Finalmente ha llegado el mes de septiembre sin demasiadas novedades más que las ya popularmente conocidas. Algo en materia de subsidios energéticos, otro poco en materia de gasto público y otras muchas buenas intenciones cargadas de una gran dosis de fe. Ningún “plan secreto” parece haberse puesto en marcha, al menos por ahora.
Luego de un mes desde su asunción en el Ministerio de Economía empiezan a surgir muchas dudas respecto a si los cambios propuestos desde el comienzo la gestión de Sergio Massa efectivamente ocurrirán.
El ajuste en el gasto público parece algo bastante marginal. Unos 210.000 millones de pesos de recorte presupuestario no parecen mover el amperímetro de las cuentas públicas. El ajuste en la política parece una mera cuestión propagandística: se establecen ajustes en el Ministerio de Salud, el Ministerio de Obras Públicas y hasta el Ministerio de Educación pero parece no ser necesario ningún recorte en otras áreas mucho menos sensibles como el Ministerio de la Mujer (quién lleva ejecutado unos 23.000 millones de pesos sobre un total de 28.000 millones de pesos de presupuesto), dependencia ésta que nadie sabe bien su real utilidad.
Más allá del cuestionamiento a la liviandad en materia de reducción del déficit fiscal, una vez más la urgencia se muestra por sobre lo importante: las reservas se van terminando y los dólares no aparecen. Septiembre es un mes crítico donde hay vencimientos con organismos internacionales, un fuerte vencimiento de deuda en pesos y donde los exportadores agropecuarios no moverán un solo grano de no conocerse novedades en materia cambiaria (siempre en un marco donde las importaciones se encuentran virtualmente suspendidas). La situación es realmente dramática.
Los caminos son claros y ninguno parece encuadrar dentro de los deseos políticos. El “plan aguantar” es una de las posibilidades. Ciertamente no debe ser un plan hasta el fin del mandato sino simplemente ciertas medidas que disimuladamente permitan llegar ilesos hasta marzo del 2023, donde se renuevan las expectativas en materia de liquidación de divisas: comienza nuevamente la “temporada alta” de ingresos de dólares y los mismos serían suficientes para –con alguna dificultad pero lograrlo al fin– llegar a las elecciones. El riesgo más evidente de esta alternativa es precisamente no lograrlo y tener que hacerse cargo de la irresponsabilidad política en materia económica que impera en la argentina desde hace algo más de dos décadas, sentenciando a muerte las chances electorales.
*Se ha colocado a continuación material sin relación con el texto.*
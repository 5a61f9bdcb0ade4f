// FeatureFlagsBuilder - assemble a store from files and the environment

use crate::{ConfigLoader, EnvLoader, EnvOverrides, FileFormat, FlagConfig, Result};
use flagstaff_features::{FeatureFlags, Overrides, Subscription};
use std::path::PathBuf;
use tracing::{debug, info};

/// Builder for a [`FeatureFlags`] store backed by configuration files.
///
/// Later files are merged over earlier ones: flags are redeclared, default
/// environments are replaced wholesale, and the last file naming an
/// environment wins. An explicit [`with_environment`](Self::with_environment)
/// beats both the files and `<PREFIX>_ENV`.
pub struct FeatureFlagsBuilder {
    loader: EnvLoader,
    load_dotenv: bool,
    dotenv_path: Option<PathBuf>,
    config_files: Vec<(PathBuf, Option<FileFormat>)>,
    base: FlagConfig,
    environment: Option<String>,
    env_environment: bool,
    env_overrides: bool,
    overrides: Option<Overrides>,
    subscription: Option<Subscription>,
}

impl FeatureFlagsBuilder {
    pub fn new() -> Self {
        Self {
            loader: EnvLoader::default(),
            load_dotenv: false,
            dotenv_path: None,
            config_files: Vec::new(),
            base: FlagConfig::default(),
            environment: None,
            env_environment: false,
            env_overrides: false,
            overrides: None,
            subscription: None,
        }
    }

    /// Set environment variable prefix
    pub fn with_prefix(mut self, prefix: impl Into<String>) -> Self {
        self.loader = EnvLoader::new(prefix);
        self
    }

    /// Enable loading from .env file before reading variables
    pub fn load_dotenv(mut self, path: Option<PathBuf>) -> Self {
        self.load_dotenv = true;
        self.dotenv_path = path;
        self
    }

    /// Add configuration file to load, format detected from its extension
    pub fn add_file(mut self, path: impl Into<PathBuf>) -> Self {
        self.config_files.push((path.into(), None));
        self
    }

    /// Add configuration file with an explicit format
    pub fn add_file_with_format(mut self, path: impl Into<PathBuf>, format: FileFormat) -> Self {
        self.config_files.push((path.into(), Some(format)));
        self
    }

    /// Start from an in-memory configuration; files merge over it
    pub fn with_config(mut self, config: FlagConfig) -> Self {
        self.base = config;
        self
    }

    pub fn with_environment(mut self, environment: impl Into<String>) -> Self {
        self.environment = Some(environment.into());
        self
    }

    /// Read the environment name from `<PREFIX>_ENV`
    pub fn environment_from_env(mut self) -> Self {
        self.env_environment = true;
        self
    }

    /// Use `<PREFIX>_FLAG_<NAME>` variables as the override source
    pub fn overrides_from_env(mut self) -> Self {
        self.env_overrides = true;
        self
    }

    /// Use a custom override source. Takes precedence over
    /// [`overrides_from_env`](Self::overrides_from_env).
    pub fn with_overrides(mut self, overrides: Overrides) -> Self {
        self.overrides = Some(overrides);
        self
    }

    pub fn with_subscription(mut self, subscription: Subscription) -> Self {
        self.subscription = Some(subscription);
        self
    }

    /// Load all sources and merge them into one configuration.
    pub fn load(&self) -> Result<FlagConfig> {
        if self.load_dotenv {
            match &self.dotenv_path {
                Some(path) => {
                    dotenvy::from_path(path)
                        .map_err(|e| crate::ConfigError::LoadError(e.to_string()))?;
                }
                None => {
                    dotenvy::dotenv().ok(); // Ignore if .env doesn't exist
                }
            }
        }

        let mut config = self.base.clone();
        for (path, format) in &self.config_files {
            let loader = match format {
                Some(format) => ConfigLoader::new(*format),
                None => ConfigLoader::auto(path)?,
            };
            merge(&mut config, loader.load_file(path)?);
        }

        let from_env = if self.env_environment {
            self.loader.environment()
        } else {
            None
        };
        if let Some(environment) = self.environment.clone().or(from_env) {
            config.environment = Some(environment);
        }

        debug!(
            flags = config.schema.len(),
            files = self.config_files.len(),
            environment = config.environment.as_deref().unwrap_or_default(),
            "Merged flag configuration"
        );

        Ok(config)
    }

    /// Build the flag store
    pub fn build(self) -> Result<FeatureFlags> {
        let config = self.load()?;
        config.schema.validate()?;

        let overrides = match (self.overrides, self.env_overrides) {
            (Some(overrides), _) => Some(overrides),
            (None, true) => {
                Some(EnvOverrides::new(self.loader.clone(), config.schema.clone()).into_overrides())
            }
            (None, false) => None,
        };

        let mut options = config.into_options();
        if let Some(overrides) = overrides {
            options = options.with_overrides(overrides);
        }
        if let Some(subscription) = self.subscription {
            options = options.with_subscription(subscription);
        }

        let flags = FeatureFlags::new(options)?;
        info!(
            flags = flags.schema().len(),
            environment = flags.environment().unwrap_or_default(),
            "Feature flags loaded"
        );
        Ok(flags)
    }
}

impl Default for FeatureFlagsBuilder {
    fn default() -> Self {
        Self::new()
    }
}

fn merge(target: &mut FlagConfig, other: FlagConfig) {
    target.schema = std::mem::take(&mut target.schema).merge(other.schema);

    if let Some(other_defaults) = other.defaults {
        target.defaults = Some(match target.defaults.take() {
            Some(defaults) => defaults.merge(other_defaults),
            None => other_defaults,
        });
    }

    if other.environment.is_some() {
        target.environment = other.environment;
    }
}

#[cfg(test)]
mod tests {
    use super::*;
    use flagstaff_features::{FlagDefaults, FlagDefinition, FlagValue, Schema};

    #[test]
    fn test_build_from_in_memory_config() {
        let flags = FeatureFlagsBuilder::new()
            .with_config(
                FlagConfig::new(Schema::new().with_flag("max", FlagDefinition::new([2, 4])))
                    .with_defaults(FlagDefaults::new().with_environment("dev", [("max", 4)])),
            )
            .with_environment("dev")
            .build()
            .unwrap();

        assert_eq!(flags.get("max"), Some(FlagValue::from(4)));
        assert_eq!(flags.environment(), Some("dev"));
    }

    #[test]
    fn test_merge_replaces_flags_and_environments() {
        let mut base = FlagConfig::new(
            Schema::new()
                .with_flag("max", FlagDefinition::new([2, 4]))
                .with_flag("devTools", FlagDefinition::boolean()),
        )
        .with_defaults(
            FlagDefaults::new()
                .with_environment("dev", [("max", FlagValue::from(4)), ("devTools", true.into())])
                .with_environment("preview", [("devTools", true)]),
        );

        let overlay = FlagConfig::new(Schema::new().with_flag("max", FlagDefinition::new([8, 16])))
            .with_defaults(FlagDefaults::new().with_environment("dev", [("max", 16)]))
            .with_environment("dev");

        merge(&mut base, overlay);

        assert_eq!(base.schema.len(), 2);
        assert_eq!(
            base.schema.definition("max").unwrap().fallback(),
            Some(&FlagValue::from(8))
        );
        let defaults = base.defaults.unwrap();
        let dev = defaults.for_environment("dev").unwrap();
        assert_eq!(dev.len(), 1);
        assert_eq!(dev.get("max"), Some(&FlagValue::from(16)));
        assert!(defaults.for_environment("preview").is_some());
        assert_eq!(base.environment.as_deref(), Some("dev"));
    }

    #[test]
    fn test_custom_overrides_win_over_env() {
        let flags = FeatureFlagsBuilder::new()
            .with_prefix("FLAGSTAFF_BUILDER_UNSET")
            .with_config(FlagConfig::new(
                Schema::new().with_flag("devTools", FlagDefinition::boolean()),
            ))
            .overrides_from_env()
            .with_overrides(flagstaff_features::overrides(|_| Some(true.into())))
            .build()
            .unwrap();

        assert_eq!(flags.get("devTools"), Some(FlagValue::from(true)));
    }
}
El freno de la economía ante la ausencia de dólares (que complica el comercio exterior, genera escasez y alimenta el aumento de los precios) deja entre manos otros dos posibles caminos más allá del “plan aguantar”: una brusca devaluación o un desdoblamiento cambiario.
El “dólar soja” es una de las alternativas para (de manera temporal) tentar a los dueños de los granos para que tomen la decisión de liquidar sus dólares. Se habla de un dólar especial a $200 (que neto de retenciones quedaría por debajo incluso del dólar oficial actual) y cierta simplicidad para su operatoria (que fue uno de los reclamos del sector). El “dólar soja” que operó durante agosto fue un rotundo fracaso: se liquidaron apenas 20 millones de dólares. Esta corrección podrá en tal caso darle algún respiro al gobierno en un mes que debe hacerse de 5.000 millones de dólares adicionales en sus reservas para poder cumplir con las metas del FMI, pero no mucho más que eso, el problema en materia de divisas se va a seguir acrecentando si no se resuelve el resto del problema cambiario.
Al “dólar soja” se le suman otras ideas que no hacen más que pensar en que aún pueden existir más distorsiones en el mercado cambiario: el “dólar tech” (para los que exportan conocimiento), el “dólar auto” (para los que exportan automóviles) y hasta el “dólar Qatar” (un tipo de cambio diferencial para aquellos que viajen al mundial, esquema este que probablemente terminarán implementándolo para todo el turismo al exterior).
Ya sea devaluando de manera brusca o desdoblando el tipo de cambio, el Gobierno sabe que el impacto en la inflación será brutal y que de no tener un plan integran consistente detrás de la medida que tome, ese impacto en precios puede tornarse absolutamente incontrolable.
Tal vez el Gobierno crea que puede aún conseguir fondos frescos del FMI, del Banco Mundial o del BID. Incluso si lo hace, la mecha será demasiado corta como para poder sobrevivir a los meses que quedan de gobierno. La única realidad es que el tiempo de agota y no hay parece haber manera de frenarlo.
El solo andar nos develará cual fue el camino elegido ante una Argentina que agónica pide un simplemente un poco de normalidad.